*Work task*. Output, word for word, the lines of this listing that fall between the line with "CLI or ENV)" and the line with "fn has_local_files(dir: &Path)", counting both of those lines, and no others.

*Records*.

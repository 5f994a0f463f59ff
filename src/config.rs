//! Paths and persisted settings
//!
//! **Why**: The binary needs one place that decides where `seqio.json` and
//! `seqio.log` live and what the cache, preload and codec defaults are.
//!
//! **Used by**: `main.rs` (logging, settings), CLI commands (cache budget,
//! worker count, I/O options)
//!
//! Directory priority:
//! 1. CLI `--config-dir`
//! 2. `SEQIO_CONFIG_DIR` environment variable
//! 3. Current directory, if it already holds `seqio.json` or `seqio.log`
//! 4. Platform directory from `dirs-next`
//!
//! Platform paths:
//! - Linux: ~/.config/seqio (config), ~/.local/share/seqio (data)
//! - macOS: ~/Library/Application Support/seqio
//! - Windows: %APPDATA%\seqio

use anyhow::{Context, Result};
use log::{debug, info};
use serde::{Deserialize, Serialize};
use std::path::{Path, PathBuf};

use crate::core::CacheManager;
use crate::entities::sequence::DEFAULT_MAX_FRAMES;
use crate::io::IoOptions;

pub const APP_NAME: &str = "seqio";
pub const SETTINGS_FILE: &str = "seqio.json";
pub const LOG_FILE: &str = "seqio.log";
pub const CONFIG_DIR_ENV: &str = "SEQIO_CONFIG_DIR";

/// Override for the default application paths
#[derive(Debug, Clone, Default)]
pub struct PathConfig {
    /// Custom config directory (from CLI or ENV)
    pub config_dir: Option<PathBuf>,
}

impl PathConfig {
    /// Priority: CLI arg, then `SEQIO_CONFIG_DIR`, then none (defaults).
    pub fn from_env_and_cli(cli_dir: Option<PathBuf>) -> Self {
        let config_dir = cli_dir.or_else(|| std::env::var(CONFIG_DIR_ENV).ok().map(PathBuf::from));
        Self { config_dir }
    }

    /// Path of a configuration file (settings).
    pub fn config_file(&self, name: &str) -> PathBuf {
        self.config_dir().join(name)
    }

    /// Path of a data file (logs).
    pub fn data_file(&self, name: &str) -> PathBuf {
        self.data_dir().join(name)
    }

    pub fn settings_file(&self) -> PathBuf {
        self.config_file(SETTINGS_FILE)
    }

    pub fn log_file(&self) -> PathBuf {
        self.data_file(LOG_FILE)
    }

    /// Create the config and data directories if missing.
    pub fn ensure_dirs(&self) -> Result<()> {
        let config_dir = self.config_dir();
        let data_dir = self.data_dir();

        if !config_dir.exists() {
            std::fs::create_dir_all(&config_dir).with_context(|| {
                format!("Failed to create config directory: {}", config_dir.display())
            })?;
        }
        if data_dir != config_dir && !data_dir.exists() {
            std::fs::create_dir_all(&data_dir).with_context(|| {
                format!("Failed to create data directory: {}", data_dir.display())
            })?;
        }
        Ok(())
    }

    fn config_dir(&self) -> PathBuf {
        self.resolve(dirs_next::config_dir())
    }

    fn data_dir(&self) -> PathBuf {
        self.resolve(dirs_next::data_dir())
    }

    fn resolve(&self, platform: Option<PathBuf>) -> PathBuf {
        if let Some(dir) = &self.config_dir {
            return dir.clone();
        }
        if let Ok(current_dir) = std::env::current_dir() {
            if has_local_files(&current_dir) {
                return current_dir;
            }
        }
        platform
            .map(|dir| dir.join(APP_NAME))
            .unwrap_or_else(|| PathBuf::from("."))
    }
}

fn has_local_files(dir: &Path) -> bool {
    [SETTINGS_FILE, LOG_FILE].iter().any(|f| dir.join(f).exists())
}

/// Frame cache settings
#[derive(Debug, Clone, PartialEq, Serialize, Deserialize)]
#[serde(default)]
pub struct CacheSettings {
    pub enabled: bool,
    /// Explicit budget in MB; 0 means use `memory_percent` of available RAM
    pub budget_mb: u64,
    /// 5-95% of available memory (default 75%)
    pub memory_percent: f32,
    /// Memory left to the system (default 2.0 GB)
    pub reserve_gb: f32,
}

impl Default for CacheSettings {
    fn default() -> Self {
        Self {
            enabled: true,
            budget_mb: 0,
            memory_percent: 75.0,
            reserve_gb: 2.0,
        }
    }
}

impl CacheSettings {
    /// Cache manager sized from these settings.
    pub fn manager(&self) -> CacheManager {
        if self.budget_mb > 0 {
            CacheManager::with_limit((self.budget_mb as usize).saturating_mul(1024 * 1024))
        } else {
            let fraction = (self.memory_percent.clamp(5.0, 95.0) / 100.0) as f64;
            CacheManager::new(fraction, self.reserve_gb.max(0.0) as f64)
        }
    }
}

#[derive(Debug, Clone, PartialEq, Serialize, Deserialize)]
#[serde(default)]
pub struct PreloadSettings {
    pub enabled: bool,
    /// Frames ahead of the playhead; 0 = whole sequence
    pub window: usize,
}

impl Default for PreloadSettings {
    fn default() -> Self {
        Self { enabled: true, window: 0 }
    }
}

#[derive(Debug, Clone, PartialEq, Serialize, Deserialize)]
#[serde(default)]
pub struct SequenceSettings {
    /// Frame count guard for ranges and discovery
    pub max_frames: usize,
    /// Expand a numbered file into its sequence
    pub auto_detect: bool,
}

impl Default for SequenceSettings {
    fn default() -> Self {
        Self {
            max_frames: DEFAULT_MAX_FRAMES,
            auto_detect: true,
        }
    }
}

/// Everything persisted in `seqio.json`
#[derive(Debug, Clone, Default, PartialEq, Serialize, Deserialize)]
#[serde(default)]
pub struct Settings {
    pub cache: CacheSettings,
    pub preload: PreloadSettings,
    /// Decode threads; 0 = auto (3/4 of the CPUs)
    pub workers: usize,
    pub io: IoOptions,
    pub sequence: SequenceSettings,
}

impl Settings {
    /// Read settings; a missing file gives defaults, malformed JSON is an error.
    pub fn load(path: &Path) -> Result<Self> {
        if !path.exists() {
            debug!("No settings at {}, using defaults", path.display());
            return Ok(Self::default());
        }
        let text = std::fs::read_to_string(path)
            .with_context(|| format!("Failed to read settings: {}", path.display()))?;
        let settings = serde_json::from_str(&text)
            .with_context(|| format!("Malformed settings: {}", path.display()))?;
        info!("Settings loaded from {}", path.display());
        Ok(settings)
    }

    pub fn save(&self, path: &Path) -> Result<()> {
        let text = serde_json::to_string_pretty(self).context("Failed to serialize settings")?;
        std::fs::write(path, text)
            .with_context(|| format!("Failed to write settings: {}", path.display()))?;
        debug!("Settings saved to {}", path.display());
        Ok(())
    }

    /// Push process-wide values (frame limit) into the library.
    pub fn apply(&self) {
        crate::entities::sequence::set_max_frames(self.sequence.max_frames);
    }
}

#[cfg(test)]
mod tests {
    use super::*;
    use crate::io::dpx::DpxBits;

    #[test]
    fn test_custom_dir() {
        let config = PathConfig {
            config_dir: Some(PathBuf::from("/custom")),
        };
        assert_eq!(config.settings_file(), PathBuf::from("/custom/seqio.json"));
        assert_eq!(config.log_file(), PathBuf::from("/custom/seqio.log"));
    }

    #[test]
    fn test_cli_overrides_env() {
        let config = PathConfig::from_env_and_cli(Some(PathBuf::from("/from-cli")));
        assert_eq!(config.config_dir, Some(PathBuf::from("/from-cli")));
    }

    /// Test: missing file gives defaults; partial JSON fills the rest
    #[test]
    fn test_settings_load() {
        let dir = tempfile::tempdir().unwrap();
        let path = dir.path().join(SETTINGS_FILE);
        assert_eq!(Settings::load(&path).unwrap(), Settings::default());

        std::fs::write(&path, r#"{ "cache": { "budget_mb": 512 }, "workers": 3 }"#).unwrap();
        let settings = Settings::load(&path).unwrap();
        assert_eq!(settings.cache.budget_mb, 512);
        assert!(settings.cache.enabled);
        assert_eq!(settings.workers, 3);
        assert_eq!(settings.sequence.max_frames, DEFAULT_MAX_FRAMES);
        assert_eq!(settings.cache.manager().limit(), 512 * 1024 * 1024);

        std::fs::write(&path, "{ not json").unwrap();
        assert!(Settings::load(&path).is_err());
    }

    /// Test: codec options survive a save/load cycle
    #[test]
    fn test_settings_save() {
        let dir = tempfile::tempdir().unwrap();
        let config = PathConfig {
            config_dir: Some(dir.path().join("nested")),
        };
        config.ensure_dirs().unwrap();

        let mut settings = Settings::default();
        settings.io.dpx.bits = DpxBits::Sixteen;
        settings.preload.window = 48;
        settings.save(&config.settings_file()).unwrap();

        assert_eq!(Settings::load(&config.settings_file()).unwrap(), settings);
    }
}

*Solution*.
    /// Custom config directory (from CLI or ENV)
    pub config_dir: Option<PathBuf>,
}

impl PathConfig {
    /// Priority: CLI arg, then `SEQIO_CONFIG_DIR`, then none (defaults).
    pub fn from_env_and_cli(cli_dir: Option<PathBuf>) -> Self {
        let config_dir = cli_dir.or_else(|| std::env::var(CONFIG_DIR_ENV).ok().map(PathBuf::from));
        Self { config_dir }
    }

    /// Path of a configuration file (settings).
    pub fn config_file(&self, name: &str) -> PathBuf {
        self.config_dir().join(name)
    }

    /// Path of a data file (logs).
    pub fn data_file(&self, name: &str) -> PathBuf {
        self.data_dir().join(name)
    }

    pub fn settings_file(&self) -> PathBuf {
        self.config_file(SETTINGS_FILE)
    }

    pub fn log_file(&self) -> PathBuf {
        self.data_file(LOG_FILE)
    }

    /// Create the config and data directories if missing.
    pub fn ensure_dirs(&self) -> Result<()> {
        let config_dir = self.config_dir();
        let data_dir = self.data_dir();

        if !config_dir.exists() {
            std::fs::create_dir_all(&config_dir).with_context(|| {
                format!("Failed to create config directory: {}", config_dir.display())
            })?;
        }
        if data_dir != config_dir && !data_dir.exists() {
            std::fs::create_dir_all(&data_dir).with_context(|| {
                format!("Failed to create data directory: {}", data_dir.display())
            })?;
        }
        Ok(())
    }

    fn config_dir(&self) -> PathBuf {
        self.resolve(dirs_next::config_dir())
    }

    fn data_dir(&self) -> PathBuf {
        self.resolve(dirs_next::data_dir())
    }

    fn resolve(&self, platform: Option<PathBuf>) -> PathBuf {
        if let Some(dir) = &self.config_dir {
            return dir.clone();
        }
        if let Ok(current_dir) = std::env::current_dir() {
            if has_local_files(&current_dir) {
                return current_dir;
            }
        }
        platform
            .map(|dir| dir.join(APP_NAME))
            .unwrap_or_else(|| PathBuf::from("."))
    }
}

fn has_local_files(dir: &Path) -> bool {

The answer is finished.